Осталась. Посидела до вечера, в лес ушла. Целую неделю под корчом в лесу сидела, голодная. Заболела этой… дизентерией. Ползала на четвереньках две недели.
Мать мою и одного брата, что в школе был, застрелили из винтовки, а троих тут, на улице. Пятьдесят пять человек на улице убили, еще и гранаты кидали на них.
Пока немцы не отступили, то мы никогда дома не были…
Теперь у меня трое детей. Сын в колхозе трактористом, два года учился в Слониме. А дочка вышла замуж и в Слониме живет…»
Дородная, улыбчивая, Мария Скок в отличие от некоторых наших рассказчиц долго входила в тему, останавливалась, набирая духу или утирая слезу. Ее добродушное лицо посветлело только тогда, когда мы, застегнув футляр магнитофона, поинтересовались ее детьми и похвалили в самом деле очень милую ее невестку. Мы и сфотографировали их обеих, таких разных судьбами, родных женщин.
С Евгенией Адамовной Бардунв деревне Низ нас заочно познакомил дед Левон Сидорович Ализар, к которому мы заехали раньше, чем к ней.
Сначала Левон Сидорович рассказывал нам про одного местного прислужника фашистов.

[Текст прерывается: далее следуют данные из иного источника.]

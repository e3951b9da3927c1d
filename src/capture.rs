// Transcript Booster - Viewport-driven virtualization for long chat transcripts
// Copyright (C) 2025  Simon Peter Rothgang
//
// This program is free software: you can redistribute it and/or modify
// it under the terms of the GNU Affero General Public License as
// published by the Free Software Foundation, either version 3 of the
// License, or (at your option) any later version.
//
// This program is distributed in the hope that it will be useful,
// but WITHOUT ANY WARRANTY; without even the implied warranty of
// MERCHANTABILITY or FITNESS FOR A PARTICULAR PURPOSE.  See the
// GNU Affero General Public License for more details.
//
// You should have received a copy of the GNU Affero General Public License
// along with this program.  If not, see <https://www.gnu.org/licenses/>.

//! Side-channel copy of transcript data taken from network responses.
//!
//! The interception layer hands every response body to [`CaptureSlot::offer`].
//! Only responses whose URL carries the marker are considered, and the slot
//! keeps whichever parseable JSON payload is largest. The booster itself only
//! reads the slot for status; the exporter can build a transcript from it.

use crate::export::{Transcript, Turn, TurnRole};
use serde_json::Value;

#[derive(Debug, Clone, PartialEq, Eq)]
pub enum CaptureStatus {
    Empty,
    Captured { bytes: usize },
}

impl std::fmt::Display for CaptureStatus {
    fn fmt(&self, f: &mut std::fmt::Formatter<'_>) -> std::fmt::Result {
        match self {
            Self::Empty => f.write_str("no capture"),
            Self::Captured { bytes } => write!(f, "captured {} KB", bytes.div_ceil(1024)),
        }
    }
}

#[derive(Debug, Clone)]
struct Captured {
    url: String,
    bytes: usize,
    payload: Value,
}

#[derive(Debug)]
pub struct CaptureSlot {
    marker: String,
    best: Option<Captured>,
}

impl CaptureSlot {
    #[must_use]
    pub fn new(marker: impl Into<String>) -> Self {
        Self { marker: marker.into(), best: None }
    }

    /// Offer a response. Returns `true` when it replaced the stored payload.
    pub fn offer(&mut self, url: &str, body: &str) -> bool {
        if !url.contains(self.marker.as_str()) {
            return false;
        }
        let bytes = body.len();
        if self.best.as_ref().is_some_and(|best| best.bytes >= bytes) {
            return false;
        }
        let payload = match serde_json::from_str::<Value>(body) {
            Ok(payload) => payload,
            Err(err) => {
                tracing::debug!(url, "ignoring unparseable capture candidate: {err}");
                return false;
            }
        };
        tracing::info!(url, bytes, replaced = self.source_url(), "captured transcript payload");
        self.best = Some(Captured { url: url.to_owned(), bytes, payload });
        true
    }

    #[must_use]
    pub fn status(&self) -> CaptureStatus {
        self.best.as_ref().map_or(CaptureStatus::Empty, |c| CaptureStatus::Captured { bytes: c.bytes })
    }

    #[must_use]
    pub fn payload(&self) -> Option<&Value> {
        self.best.as_ref().map(|c| &c.payload)
    }

    #[must_use]
    pub fn source_url(&self) -> Option<&str> {
        self.best.as_ref().map(|c| c.url.as_str())
    }
}

/// Build a transcript from a captured payload by collecting every object
/// that carries a `role` and either `text` or `parts[].text`.
#[must_use]
pub fn transcript_from_capture(payload: &Value) -> Transcript {
    let mut turns = Vec::new();
    collect_turns(payload, &mut turns);
    Transcript { turns }
}

fn collect_turns(value: &Value, out: &mut Vec<Turn>) {
    match value {
        Value::Array(items) => {
            for item in items {
                collect_turns(item, out);
            }
        }
        Value::Object(map) => {
            if let Some(role) = map.get("role").and_then(Value::as_str)
                && let Some(text) = object_text(map)
            {
                out.push(Turn { role: TurnRole::from_label(role), text });
                return;
            }
            for nested in map.values() {
                collect_turns(nested, out);
            }
        }
        _ => {}
    }
}

fn object_text(map: &serde_json::Map<String, Value>) -> Option<String> {
    if let Some(text) = map.get("text").and_then(Value::as_str) {
        return Some(text.to_owned());
    }
    let parts = map.get("parts")?.as_array()?;
    let joined: Vec<&str> =
        parts.iter().filter_map(|p| p.get("text").and_then(Value::as_str)).collect();
    (!joined.is_empty()).then(|| joined.join("\n"))
}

«А-а, — брезгливо тянул старик, — тот, что продал нашу деревню? Полицай!.. Он всю жизнь свою таким был. Он и при панской Польше вроде занимался политикой — и сюды и туды… Раз подложил он одному хлопцу красный флак… над дверями в сенях заткнул под стреху, чтоб виден был, этот флак. И хлопец тот через него четыре года при Польше в тюрьме сидел. Провокатор был…»
Добродушный, медлительный дед Ализар никак не может подобрать нужных слов, чтоб объяснить такое.
Каратели отделили мужчин помоложе от женщин, стариков и детей, приказали им собрать харчи и лопаты, начертили, где копать яму.